Training a Quantum-Classical Neural Network with Qiskit Runtime and AWS Batch#

The script below trains a hybrid neural network model that classifies images of dogs and cats.
To run the script, first pip install the relevant requirements:
covalent==0.209.1
covalent-aws-plugins==0.13.0
covalent-awsbatch-plugin==0.26.0
matplotlib==3.7.1
numpy==1.23.5
qiskit-aer==0.12.0
qiskit-ibm-runtime==0.9.1
qiskit-ibmq-provider==0.20.2
qiskit-terra==0.23.2
scipy==1.10.1
torch==2.0.0
torchvision==0.15.1
Below, Covalent is used to access GPU’s via AWS Batch and QPU’s via IBM Quantum.
"""
Use Covalent to access EC2 instance on AWS that submits jobs to IBM Quantum

Hybrid classifier based on:
    https://towardsdatascience.com/binary-image-classification-in-pytorch-5adf64f8c781
by Marcello Politi

data source:
    https://www.kaggle.com/datasets/biaiscience/dogs-vs-cats
"""
import os
import warnings
from dataclasses import dataclass, field
from pathlib import Path
from typing import Any, List, Optional, Tuple
from zipfile import ZipFile

import covalent as ct
import matplotlib as mpl
import matplotlib.pyplot as plt
import torch
from qiskit import QuantumCircuit, QuantumRegister
from qiskit.circuit import Parameter
from qiskit.quantum_info import SparsePauliOp
from qiskit_ibm_runtime import (Estimator, IBMBackend, Options,
                                QiskitRuntimeService, RuntimeJob)
from torch import Tensor, nn
from torch.nn.modules.loss import L1Loss
from torch.optim import Adam
from torch.utils.data import DataLoader
from torchvision import transforms
from torchvision.datasets import ImageFolder
from torchvision.models import resnet34

# export IBM_QUANTUM_TOKEN="abcdefghijklmnopqrstuvwxyz1234567890mytokenfromibmquantum"

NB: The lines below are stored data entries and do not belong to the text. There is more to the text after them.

//! Copying one source file to every destination root

use crate::copy::copy_file;
use crate::error::{Result, SyncError};
use crate::event::{Reporter, SyncEvent};
use crate::fs::{FileRecord, FileSystem};
use crate::policy::{Decision, ReplacePolicy, SkipReason};
use crate::stats::SyncStats;
use std::ffi::OsStr;
use std::io;
use std::path::{Path, PathBuf};
use tracing::debug;

/// Where one source file lives and where its copies go
///
/// Built fresh by the walker for each regular file it meets and dropped once
/// every destination has been attempted.
#[derive(Debug, Clone, Copy)]
pub struct CopyContext<'a> {
    /// Root of the source tree
    pub source_root: &'a Path,
    /// Directory of the file relative to the source root (empty at the root)
    pub sub_path: &'a Path,
    /// File name
    pub file_name: &'a OsStr,
}

impl CopyContext<'_> {
    /// Path relative to the source root, as shown in events
    #[must_use]
    pub fn relative_path(&self) -> PathBuf {
        self.sub_path.join(self.file_name)
    }

    /// Absolute (or profile-relative) path of the source file
    #[must_use]
    pub fn source_file(&self) -> PathBuf {
        self.source_root.join(self.relative_path())
    }

    /// Directory under `destination_root` that mirrors the file's directory
    #[must_use]
    pub fn destination_dir(&self, destination_root: &Path) -> PathBuf {
        destination_root.join(self.sub_path)
    }
}

/// What happened for one destination
#[derive(Debug, Clone, Copy, PartialEq, Eq)]
pub enum DestinationOutcome {
    /// The file was written
    Copied { bytes: u64 },
    /// The replace policy left the existing file alone
    Skipped(SkipReason),
    /// Stat or copy failed
    Failed,
    /// The destination directory could not be created
    DirectoryUnavailable,
}

/// Summary over all destinations for one source file
#[derive(Debug, Clone, Copy, PartialEq, Eq)]
pub enum FanOutResult {
    /// Copied to every destination
    Copied,
    /// Copied to some destinations but not all
    Partial { copied: usize, total: usize },
    /// Copied nowhere: skipped or failed everywhere
    NotCopied,
}

impl FanOutResult {
    fn from_counts(copied: usize, total: usize) -> Self {
        if copied == 0 {
            Self::NotCopied
        } else if copied == total {
            Self::Copied
        } else {
            Self::Partial { copied, total }
        }
    }
}

enum Attempt {
    Copied { bytes: u64, mtime_preserved: bool },
    Skipped(SkipReason),
}

/// Copy the file described by `ctx` to each of `destinations`, in order
///
/// Each destination is handled on its own: a directory that cannot be
/// created or a copy that fails is recorded and the next destination is
/// still attempted. Every destination gets exactly one outcome in `stats`,
/// and the source file is counted once as discovered.
///
/// # Errors
///
/// Only returns an error when called without any destination, which the
/// runner guards against.
pub async fn copy_to_destinations<F: FileSystem, R: Reporter>(
    fs: &F,
    ctx: &CopyContext<'_>,
    destinations: &[PathBuf],
    policy: ReplacePolicy,
    stats: &mut SyncStats,
    reporter: &mut R,
) -> Result<FanOutResult> {
    if destinations.is_empty() {
        return Err(SyncError::Internal(format!(
            "no destinations to copy {} to",
            ctx.relative_path().display()
        )));
    }

    let mut copied = 0;
    for destination in destinations {
        let outcome = copy_to_destination(fs, ctx, destination, policy, stats, reporter).await;
        if matches!(outcome, DestinationOutcome::Copied { .. }) {
            copied += 1;
        }
    }

    let result = FanOutResult::from_counts(copied, destinations.len());
    stats.record_source_file();
    reporter.report(SyncEvent::FileFinished {
        file: ctx.relative_path(),
        result,
    });
    Ok(result)
}

/// Handle one (file, destination) pair and record its outcome
pub async fn copy_to_destination<F: FileSystem, R: Reporter>(
    fs: &F,
    ctx: &CopyContext<'_>,
    destination: &Path,
    policy: ReplacePolicy,
    stats: &mut SyncStats,
    reporter: &mut R,
) -> DestinationOutcome {
    let file = ctx.relative_path();
    let dest_dir = ctx.destination_dir(destination);

    if let Err(e) = fs.create_dir_all(&dest_dir).await {
        let error = SyncError::fs("create directory", &dest_dir, &e);
        stats.record_destination_dir_failure();
        reporter.report(SyncEvent::DestinationUnavailable {
            file,
            destination: destination.to_path_buf(),
            error: error.to_string(),
        });
        return DestinationOutcome::DirectoryUnavailable;
    }

    let src = ctx.source_file();
    let dst = dest_dir.join(ctx.file_name);

    match attempt(fs, &src, &dst, policy).await {
        Ok(Attempt::Copied {
            bytes,
            mtime_preserved,
        }) => {
            stats.record_copy(bytes);
            reporter.report(SyncEvent::FileCopied {
                file,
                destination: destination.to_path_buf(),
                bytes,
                mtime_preserved,
            });
            DestinationOutcome::Copied { bytes }
        }
        Ok(Attempt::Skipped(reason)) => {
            stats.record_skip();
            reporter.report(SyncEvent::FileSkipped {
                file,
                destination: destination.to_path_buf(),
                reason,
            });
            DestinationOutcome::Skipped(reason)
        }
        Err(error) => {
            stats.record_failure();
            reporter.report(SyncEvent::FileFailed {
                file,
                destination: destination.to_path_buf(),
                error: error.to_string(),
            });
            DestinationOutcome::Failed
        }
    }
}

async fn attempt<F: FileSystem>(
    fs: &F,
    src: &Path,
    dst: &Path,
    policy: ReplacePolicy,
) -> Result<Attempt> {
    let source = fs
        .stat(src)
        .await
        .map_err(|e| SyncError::fs("stat source file", src, &e))?;
    if !source.is_file() {
        return Err(SyncError::NotRegularFile(src.to_path_buf()));
    }

    let existing = stat_destination(fs, dst).await?;
    if let Decision::Skip(reason) = policy.decide(&source, existing.as_ref()) {
        debug!("skipping {}: {}", dst.display(), reason);
        return Ok(Attempt::Skipped(reason));
    }

    let copied = copy_file(fs, src, dst, &source).await?;
    Ok(Attempt::Copied {
        bytes: copied.bytes,
        mtime_preserved: copied.mtime_preserved,
    })
}

/// `None` if nothing exists at `dst` yet
async fn stat_destination<F: FileSystem>(fs: &F, dst: &Path) -> Result<Option<FileRecord>> {
    match fs.stat(dst).await {
        Ok(record) => Ok(Some(record)),
        Err(e) if e.kind() == io::ErrorKind::NotFound => Ok(None),
        Err(e) => Err(SyncError::fs("stat destination file", dst, &e)),
    }
}

#[cfg(test)]
mod tests {
    #![allow(clippy::unwrap_used)]
    use super::*;
    use crate::fs::{FailOn, MemoryFs};
    use std::time::{Duration, SystemTime};

    fn at(secs: u64) -> SystemTime {
        SystemTime::UNIX_EPOCH + Duration::from_secs(secs)
    }

    fn destinations() -> Vec<PathBuf> {
        vec![
            PathBuf::from("/g/saves"),
            PathBuf::from("/h/saves"),
            PathBuf::from("/i/saves"),
        ]
    }

    fn ctx<'a>(sub_path: &'a Path, file_name: &'a str) -> CopyContext<'a> {
        CopyContext {
            source_root: Path::new("/f/saves"),
            sub_path,
            file_name: OsStr::new(file_name),
        }
    }

    #[test]
    fn test_context_paths() {
        let ctx = ctx(Path::new("level1/level2"), "save.dat");
        assert_eq!(ctx.relative_path(), PathBuf::from("level1/level2/save.dat"));
        assert_eq!(
            ctx.source_file(),
            PathBuf::from("/f/saves/level1/level2/save.dat")
        );
        assert_eq!(
            ctx.destination_dir(Path::new("/g")),
            PathBuf::from("/g/level1/level2")
        );
    }

    #[test]
    fn test_result_from_counts() {
        assert_eq!(FanOutResult::from_counts(0, 3), FanOutResult::NotCopied);
        assert_eq!(FanOutResult::from_counts(3, 3), FanOutResult::Copied);
        assert_eq!(
            FanOutResult::from_counts(1, 3),
            FanOutResult::Partial {
                copied: 1,
                total: 3
            }
        );
    }

    #[compio::test]
    async fn test_copies_to_every_destination() {
        let fs = MemoryFs::new();
        fs.add_file("/f/saves/sub/a.sav", vec![7u8; 8600], at(10));
        let mut stats = SyncStats::new(3);
        let mut events = Vec::new();

        let result = copy_to_destinations(
            &fs,
            &ctx(Path::new("sub"), "a.sav"),
            &destinations(),
            ReplacePolicy::SkipIfIdentical,
            &mut stats,
            &mut events,
        )
        .await
        .unwrap();

        assert_eq!(result, FanOutResult::Copied);
        assert_eq!(stats.source_files_discovered, 1);
        assert_eq!(stats.files_copied, 3);
        assert_eq!(stats.bytes_copied, 3 * 8600);
        for dest in destinations() {
            let path = dest.join("sub/a.sav");
            assert_eq!(fs.read_file(&path).unwrap().len(), 8600);
            assert_eq!(fs.modified(&path), Some(at(10)));
        }
        assert_eq!(
            events.last(),
            Some(&SyncEvent::FileFinished {
                file: PathBuf::from("sub/a.sav"),
                result: FanOutResult::Copied
            })
        );
    }

    #[compio::test]
    async fn test_unavailable_destination_does_not_block_others() {
        let fs = MemoryFs::new();
        fs.add_file("/f/saves/a.sav", "data", at(10));
        fs.fail(FailOn::CreateDir, "/h");
        let mut stats = SyncStats::new(3);
        let mut events = Vec::new();

        let result = copy_to_destinations(
            &fs,
            &ctx(Path::new(""), "a.sav"),
            &destinations(),
            ReplacePolicy::Always,
            &mut stats,
            &mut events,
        )
        .await
        .unwrap();

        assert_eq!(
            result,
            FanOutResult::Partial {
                copied: 2,
                total: 3
            }
        );
        assert_eq!(stats.files_copied, 2);
        assert_eq!(stats.destination_dir_failures, 1);
        assert_eq!(stats.files_skipped, 0);
        assert!(fs.exists("/g/saves/a.sav"));
        assert!(!fs.exists("/h/saves/a.sav"));
        assert!(fs.exists("/i/saves/a.sav"));
        assert!(events.iter().any(|e| matches!(
            e,
            SyncEvent::DestinationUnavailable { destination, .. } if destination == Path::new("/h/saves")
        )));
    }

    #[compio::test]
    async fn test_never_policy_skips_existing_and_keeps_bytes() {
        let fs = MemoryFs::new();
        fs.add_file("/f/saves/a.sav", "new", at(20));
        fs.add_file("/h/saves/a.sav", "old", at(5));
        let mut stats = SyncStats::new(3);
        let mut events = Vec::new();

        let result = copy_to_destinations(
            &fs,
            &ctx(Path::new(""), "a.sav"),
            &destinations(),
            ReplacePolicy::Never,
            &mut stats,
            &mut events,
        )
        .await
        .unwrap();

        assert!(matches!(result, FanOutResult::Partial { copied: 2, .. }));
        assert_eq!(stats.files_skipped, 1);
        assert_eq!(stats.files_copied, 2);
        assert_eq!(fs.read_file("/h/saves/a.sav").unwrap(), b"old");
        assert!(events.contains(&SyncEvent::FileSkipped {
            file: PathBuf::from("a.sav"),
            destination: PathBuf::from("/h/saves"),
            reason: SkipReason::Exists,
        }));
    }

    #[compio::test]
    async fn test_open_failure_recorded_per_destination() {
        let fs = MemoryFs::new();
        fs.add_file("/f/saves/a.sav", "data", at(1));
        fs.fail(FailOn::Open, "/f/saves/a.sav");
        let mut stats = SyncStats::new(3);
        let mut events = Vec::new();

        let result = copy_to_destinations(
            &fs,
            &ctx(Path::new(""), "a.sav"),
            &destinations(),
            ReplacePolicy::SkipIfIdentical,
            &mut stats,
            &mut events,
        )
        .await
        .unwrap();

        assert_eq!(result, FanOutResult::NotCopied);
        assert_eq!(stats.files_failed, 3);
        assert_eq!(stats.source_files_discovered, 1);
        assert_eq!(stats.destination_outcomes(), 3);
    }

    #[compio::test]
    async fn test_vanished_source_is_a_failure() {
        let fs = MemoryFs::new();
        let mut stats = SyncStats::new(1);

        let outcome = copy_to_destination(
            &fs,
            &ctx(Path::new(""), "gone.sav"),
            Path::new("/g/saves"),
            ReplacePolicy::Always,
            &mut stats,
            &mut (),
        )
        .await;

        assert_eq!(outcome, DestinationOutcome::Failed);
        assert_eq!(stats.files_failed, 1);
    }

    #[compio::test]
    async fn test_no_destinations_is_internal_error() {
        let fs = MemoryFs::new();
        let mut stats = SyncStats::new(0);
        let err = copy_to_destinations(
            &fs,
            &ctx(Path::new(""), "a.sav"),
            &[],
            ReplacePolicy::Always,
            &mut stats,
            &mut (),
        )
        .await
        .unwrap_err();
        assert!(matches!(err, SyncError::Internal(_)));
    }
}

TOKEN = os.getenv("IBM_QUANTUM_TOKEN", None)
INSTANCE = "my_hub/my_group/my_project"

_BASE_PATH = Path(__file__).parent.resolve()
DATA_DIR = _BASE_PATH / "dogs_vs_cats_reduced_0.01"
STATE_FILE = _BASE_PATH / "model_state.pt"
BUCKET_NAME = "my_s3_bucket"

DEPS_PIP = ["torch", "torchvision", "qiskit", "qiskit_ibm_runtime"]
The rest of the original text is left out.